Nieva: Well, I think I’m gonna disappoint you, Roy, because it’s not a lung cancer study. I thought the most impactful study was Dr. [Shanu] Modi’s presentation of the DESTINY-01 data in breast cancer. And what was really impactful about that study, I think, is that it showed us that for the last 20 years, everything we thought about a particular biomarker might have been wrong.
And I think the oncology community is a very empiricist community. We like to see the data and prove your science. And I think it was absolutely wonderful and very brave and daring to go out there and say, yeah, this cutoff that we’ve been using for HER2 for the last 20 years, maybe we need to change that cutoff and really benefit our patients. And so it was just so exciting to see the HER2-low population benefiting.

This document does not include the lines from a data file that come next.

//! Edge-manifold repair.
//!
//! [`fix_edges`] welds near-coincident vertices, indexes the edges of a
//! [`Geometry`] and removes T-junctions by inserting the offending vertex
//! into the face whose edge it lies on. Two passes run: a tight one using
//! direction-grouped candidates, then, for meshes that are almost manifold,
//! a coarse one trying every vertex left on a bad edge.

use std::collections::{BTreeSet, VecDeque};

use crate::float_types::{
    COARSE_SEGMENT_DISTANCE, MAX_SPLIT_STEPS, MERGE_PRECISION, Real, SECOND_PASS_BAD_EDGE_RATIO,
    SECOND_PASS_MIN_FACES, SEGMENT_DISTANCE, VECTOR_PRECISION,
};
use crate::geometry::Geometry;
use nalgebra::Point3;

pub mod edge_map;
pub mod vector_map;

use edge_map::{Edge, EdgeMap};
use vector_map::VectorMap;

/// Tolerances and limits of [`fix_edges_with`].
#[derive(Debug, Clone, PartialEq)]
pub struct RepairOptions {
    /// Decimal digits of the vertex-identity grid
    pub merge_precision: u32,
    /// Decimal digits of the edge-direction grouping
    pub vector_precision: u32,
    /// Colinearity tolerance of the first pass
    pub segment_distance: Real,
    /// Colinearity tolerance of the second pass
    pub coarse_segment_distance: Real,
    /// Total face splits allowed before giving up
    pub max_split_steps: usize,
    /// Second pass runs while `bad edges < ratio * faces`
    pub second_pass_bad_edge_ratio: Real,
    /// Second pass needs at least this many faces
    pub second_pass_min_faces: usize,
}

impl Default for RepairOptions {
    fn default() -> Self {
        RepairOptions {
            merge_precision: MERGE_PRECISION,
            vector_precision: VECTOR_PRECISION,
            segment_distance: SEGMENT_DISTANCE,
            coarse_segment_distance: COARSE_SEGMENT_DISTANCE,
            max_split_steps: MAX_SPLIT_STEPS,
            second_pass_bad_edge_ratio: SECOND_PASS_BAD_EDGE_RATIO,
            second_pass_min_faces: SECOND_PASS_MIN_FACES,
        }
    }
}

/// Whether `p3` lies strictly inside segment `p1 p2`: its distance from the
/// line is below `distance` and it is closer to both endpoints than they are
/// to each other.
pub fn is_point_on_segment(
    p1: &Point3<Real>,
    p2: &Point3<Real>,
    p3: &Point3<Real>,
    distance: Real,
) -> bool {
    let segment = p2 - p1;
    let length = segment.norm();
    if length <= Real::EPSILON {
        return false;
    }

    let offset = p3 - p1;
    if segment.cross(&offset).norm() / length >= distance {
        return false;
    }

    offset.norm() < length && (p3 - p2).norm() < length
}

/// Repair `geometry` with the default [`RepairOptions`].
pub fn fix_edges(geometry: &mut Geometry) -> EdgeMap {
    fix_edges_with(geometry, &RepairOptions::default())
}

/// Merge vertices, then split faces along T-junctions until every edge is
/// shared by two faces or no further candidate is found.
///
/// Faces keep their position in `geometry.faces`, so the returned map's face
/// indices stay valid. `geometry.is_manifold` reflects the final bad edge
/// count.
pub fn fix_edges_with(geometry: &mut Geometry, options: &RepairOptions) -> EdgeMap {
    geometry.merge_vertices(options.merge_precision);

    let mut edge_map = EdgeMap::build(geometry);
    if edge_map.overshared_count() > 0 {
        log::warn!(
            "{} edge registrations ignored: edges shared by more than two faces",
            edge_map.overshared_count()
        );
    }

    if edge_map.bad_edge_count() > 0 {
        let initial_bad_edges = edge_map.bad_edge_count();
        let vector_map = VectorMap::build(geometry, &edge_map, options.vector_precision);
        break_faces(
            geometry,
            &mut edge_map,
            Candidates::ByDirection(&vector_map),
            options.segment_distance,
            options.max_split_steps,
        );
        log::debug!(
            "first pass: {initial_bad_edges} -> {} bad edges over {} directions",
            edge_map.bad_edge_count(),
            vector_map.len()
        );

        if needs_second_pass(geometry, &edge_map, options) {
            let candidates: BTreeSet<usize> = edge_map
                .bad_edges()
                .flat_map(|edge| [edge.v1, edge.v2])
                .collect();
            break_faces(
                geometry,
                &mut edge_map,
                Candidates::Any(&candidates),
                options.coarse_segment_distance,
                options.max_split_steps,
            );
            log::debug!("second pass: {} bad edges left", edge_map.bad_edge_count());
        }
    }

    geometry.is_manifold = edge_map.bad_edge_count() == 0;
    log::debug!(
        "fix_edges: {} faces, {} edges, {} bad, {} splits",
        geometry.faces.len(),
        edge_map.edge_count(),
        edge_map.bad_edge_count(),
        edge_map.split_count()
    );
    edge_map
}

fn needs_second_pass(geometry: &Geometry, edge_map: &EdgeMap, options: &RepairOptions) -> bool {
    let face_count = geometry.faces.len();
    let bad_edges = edge_map.bad_edge_count();
    !edge_map.split_limit_reached()
        && bad_edges > 0
        && (bad_edges as Real) < options.second_pass_bad_edge_ratio * face_count as Real
        && face_count >= options.second_pass_min_faces
}

/// Vertices worth testing against a bad edge.
#[derive(Clone, Copy)]
enum Candidates<'a> {
    /// Only vertices of bad edges with the same direction
    ByDirection(&'a VectorMap),
    /// The same set for every edge
    Any(&'a BTreeSet<usize>),
}

impl<'a> Candidates<'a> {
    fn for_edge(self, p1: &Point3<Real>, p2: &Point3<Real>) -> Option<&'a BTreeSet<usize>> {
        match self {
            Candidates::ByDirection(vector_map) => vector_map.candidates(p1, p2),
            Candidates::Any(vertices) => Some(vertices),
        }
    }
}

/// Work through all faces, inserting candidate vertices into their bad
/// edges. A split face is queued again; a face is done once none of its bad
/// edges has a candidate on it.
fn break_faces(
    geometry: &mut Geometry,
    edge_map: &mut EdgeMap,
    candidates: Candidates<'_>,
    distance: Real,
    max_steps: usize,
) {
    let mut queue: VecDeque<usize> = (0..geometry.faces.len()).collect();

    while let Some(face_index) = queue.pop_front() {
        let Some((position, vertex)) =
            find_split(geometry, edge_map, face_index, candidates, distance)
        else {
            continue;
        };

        if edge_map.split_count >= max_steps {
            log::warn!(
                "face breaking aborted after {} splits, {} bad edges left",
                edge_map.split_count,
                edge_map.bad_edge_count()
            );
            edge_map.split_limit_reached = true;
            return;
        }

        let indices = &mut geometry.faces[face_index].indices;
        let v1 = indices[position];
        let v2 = indices[(position + 1) % indices.len()];
        indices.insert(position + 1, vertex);

        edge_map.remove_edge(v1, v2, face_index);
        edge_map.add_edge(v1, vertex, face_index);
        edge_map.add_edge(vertex, v2, face_index);
        edge_map.split_count += 1;
        log::trace!("inserted vertex {vertex} between {v1} and {v2} of face {face_index}");

        queue.push_back(face_index);
    }
}

/// First `(edge position, vertex)` such that the face's edge at `position` is
/// bad and `vertex` lies strictly inside it.
fn find_split(
    geometry: &Geometry,
    edge_map: &EdgeMap,
    face_index: usize,
    candidates: Candidates<'_>,
    distance: Real,
) -> Option<(usize, usize)> {
    let vertices = &geometry.vertices;
    for (position, (v1, v2)) in geometry.faces[face_index].edges().enumerate() {
        if !edge_map.get(v1, v2).is_some_and(Edge::is_bad) {
            continue;
        }

        let (p1, p2) = (&vertices[v1], &vertices[v2]);
        let Some(candidates) = candidates.for_edge(p1, p2) else {
            continue;
        };

        let found = candidates
            .iter()
            .copied()
            .filter(|&v3| v3 != v1 && v3 != v2)
            .find(|&v3| is_point_on_segment(p1, p2, &vertices[v3], distance));
        if let Some(vertex) = found {
            return Some((position, vertex));
        }
    }
    None
}

#[cfg(test)]
mod tests {
    use super::*;

    #[test]
    fn point_on_segment_is_strict() {
        let a = Point3::new(0.0, 0.0, 0.0);
        let b = Point3::new(2.0, 0.0, 0.0);

        assert!(is_point_on_segment(&a, &b, &Point3::new(0.5, 0.0, 0.0), 1e-6));
        assert!(!is_point_on_segment(&a, &b, &a, 1e-6));
        assert!(!is_point_on_segment(&a, &b, &Point3::new(2.5, 0.0, 0.0), 1e-6));
        assert!(!is_point_on_segment(&a, &b, &Point3::new(1.0, 0.001, 0.0), 1e-6));
        assert!(is_point_on_segment(&a, &b, &Point3::new(1.0, 0.001, 0.0), 0.01));
    }

    #[test]
    fn open_quad_is_left_alone() {
        let mut quad = Geometry::new();
        quad.add_face([[0.0, 0.0, 0.0], [1.0, 0.0, 0.0], [1.0, 1.0, 0.0], [0.0, 1.0, 0.0]])
            .unwrap();
        let edge_map = fix_edges(&mut quad);

        assert_eq!(edge_map.bad_edge_count(), 4);
        assert_eq!(edge_map.split_count(), 0);
        assert!(!quad.is_manifold);
    }
}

And I think we can learn a little bit as we’re developing lung cancer drugs about that as well, where we start thinking about, what’s gonna be the right way to use these antibody drug conjugates [ADCs] for patients who have low expression of EGFR. So I think it’s going to really open up a lot of possibilities for benefiting our patients.
Herbst: I’ll agree with you, but I’ll also contest that it’s not only a breast cancer study, because we can now move this to other tumor types. And, I recall from my days at MD Anderson years ago doing immunostaining and we actually published that there is HER2 staining in lung cancer; you can pick it up. So we could perhaps start to use these targets in lung cancer patients.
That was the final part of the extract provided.